§ TASK BRIEF: Output, word for word, every line from the line with "fn truncate_path(path: &str, max_len: usize)" through the final line of the data below.

§ DATA:
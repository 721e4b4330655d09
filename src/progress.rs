//! Terminal progress reporting using indicatif.
//!
//! The indexer, rescan, cleanup and delete passes report through the
//! [`ProgressCallback`] trait. [`Progress`] renders those callbacks as
//! indicatif bars; library users can plug in their own implementation or
//! none at all.
//!
//! # Example
//!
//! ```
//! use dupindex::indexer::IndexerConfig;
//! use dupindex::progress::ProgressCallback;
//! use std::sync::atomic::{AtomicUsize, Ordering};
//! use std::sync::Arc;
//!
//! #[derive(Default)]
//! struct CountBatches(AtomicUsize);
//!
//! impl ProgressCallback for CountBatches {
//!     fn on_phase_start(&self, _phase: &str, _total: usize) {}
//!     fn on_progress(&self, _current: usize, _path: &str) {
//!         self.0.fetch_add(1, Ordering::Relaxed);
//!     }
//!     fn on_phase_end(&self, _phase: &str) {}
//! }
//!
//! let config = IndexerConfig::default().with_progress_callback(Arc::new(CountBatches::default()));
//! ```

use std::sync::Mutex;
use std::time::Duration;

use indicatif::{MultiProgress, ProgressBar, ProgressStyle};

/// Phase name used while walking and hashing a tree.
pub const PHASE_INDEXING: &str = "indexing";
/// Phase name used while re-hashing duplicate members.
pub const PHASE_RESCAN: &str = "rescan";
/// Phase name used while checking indexed paths for existence.
pub const PHASE_CLEANUP: &str = "cleanup";
/// Phase name used while deleting duplicates.
pub const PHASE_DELETE: &str = "delete";

/// Progress hooks for long-running passes.
///
/// `total` is `0` when the amount of work is not known up front, as with
/// a lazy directory walk.
pub trait ProgressCallback: Send + Sync {
    /// A phase is starting.
    fn on_phase_start(&self, phase: &str, total: usize);

    /// `current` items are done; `path` is the latest one.
    fn on_progress(&self, current: usize, path: &str);

    /// An item of `bytes` bytes finished; used for throughput.
    fn on_item_completed(&self, _bytes: u64) {}

    /// The phase finished or was interrupted.
    fn on_phase_end(&self, phase: &str);
}

/// Progress reporter using indicatif.
pub struct Progress {
    multi: MultiProgress,
    active: Mutex<Option<ProgressBar>>,
    quiet: bool,
}

impl Progress {
    /// Create a reporter; `quiet` suppresses all drawing.
    ///
    /// ```
    /// use dupindex::progress::Progress;
    ///
    /// let progress = Progress::new(false);
    /// ```
    #[must_use]
    pub fn new(quiet: bool) -> Self {
        Self {
            multi: MultiProgress::new(),
            active: Mutex::new(None),
            quiet,
        }
    }

    /// Open-ended counter with byte throughput, for lazy walks.
    fn streaming_style() -> ProgressStyle {
        ProgressStyle::with_template(
            "{spinner:.green} [{elapsed_precise}] {bytes} hashed ({binary_bytes_per_sec}) {msg}",
        )
        .unwrap_or_else(|_| ProgressStyle::default_spinner())
        .tick_chars("⠁⠂⠄⡀⢀⠠⠐⠈ ")
    }

    fn bar_style() -> ProgressStyle {
        ProgressStyle::with_template(
            "[{elapsed_precise}] [{bar:40.cyan/blue}] {pos}/{len} ({percent}%) {msg} (ETA: {eta})",
        )
        .unwrap_or_else(|_| ProgressStyle::default_bar())
        .progress_chars("█>-")
    }

    fn with_active(&self, f: impl FnOnce(&ProgressBar)) {
        if let Ok(guard) = self.active.lock() {
            if let Some(pb) = guard.as_ref() {
                f(pb);
            }
        }
    }
}

impl ProgressCallback for Progress {
    fn on_phase_start(&self, phase: &str, total: usize) {
        if self.quiet {
            return;
        }

        let pb = if total == 0 {
            let pb = self.multi.add(ProgressBar::new(0));
            pb.set_style(Self::streaming_style());
            pb.enable_steady_tick(Duration::from_millis(100));
            pb
        } else {
            let pb = self.multi.add(ProgressBar::new(total as u64));
            pb.set_style(Self::bar_style());
            pb
        };
        pb.set_message(phase.to_string());

        if let Ok(mut active) = self.active.lock() {
            if let Some(previous) = active.replace(pb) {
                previous.finish_and_clear();
            }
        }
    }

    fn on_progress(&self, current: usize, path: &str) {
        if self.quiet {
            return;
        }
        self.with_active(|pb| {
            // Streaming bars count bytes, so the file count goes in the message
            if pb.length() == Some(0) {
                pb.set_message(format!("{} files: {}", current, truncate_path(path, 40)));
            } else {
                pb.set_position(current as u64);
                pb.set_message(truncate_path(path, 40));
            }
        });
    }

    fn on_item_completed(&self, bytes: u64) {
        if self.quiet {
            return;
        }
        self.with_active(|pb| {
            if pb.length() == Some(0) {
                pb.inc(bytes);
            }
        });
    }

    fn on_phase_end(&self, phase: &str) {
        if self.quiet {
            return;
        }
        if let Ok(mut active) = self.active.lock() {
            if let Some(pb) = active.take() {
                pb.finish_with_message(format!("{phase} complete"));
            }
        }
    }
}

/// Shorten a path for display, keeping the file name.
fn truncate_path(path: &str, max_len: usize) -> String {
    if path.chars().count() <= max_len {
        return path.to_string();
    }

    let file_name = std::path::Path::new(path)
        .file_name()
        .map(|n| n.to_string_lossy().into_owned())
        .unwrap_or_default();

    let name_len = file_name.chars().count();
    if name_len + 4 > max_len {
        let tail: String = file_name
            .chars()
            .skip(name_len.saturating_sub(max_len.saturating_sub(3)))
            .collect();
        return format!("...{tail}");
    }

    format!(".../{file_name}")
}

§ YOUR SOLUTION:
fn truncate_path(path: &str, max_len: usize) -> String {
    if path.chars().count() <= max_len {
        return path.to_string();
    }

    let file_name = std::path::Path::new(path)
        .file_name()
        .map(|n| n.to_string_lossy().into_owned())
        .unwrap_or_default();

    let name_len = file_name.chars().count();
    if name_len + 4 > max_len {
        let tail: String = file_name
            .chars()
            .skip(name_len.saturating_sub(max_len.saturating_sub(3)))
            .collect();
        return format!("...{tail}");
    }

    format!(".../{file_name}")
}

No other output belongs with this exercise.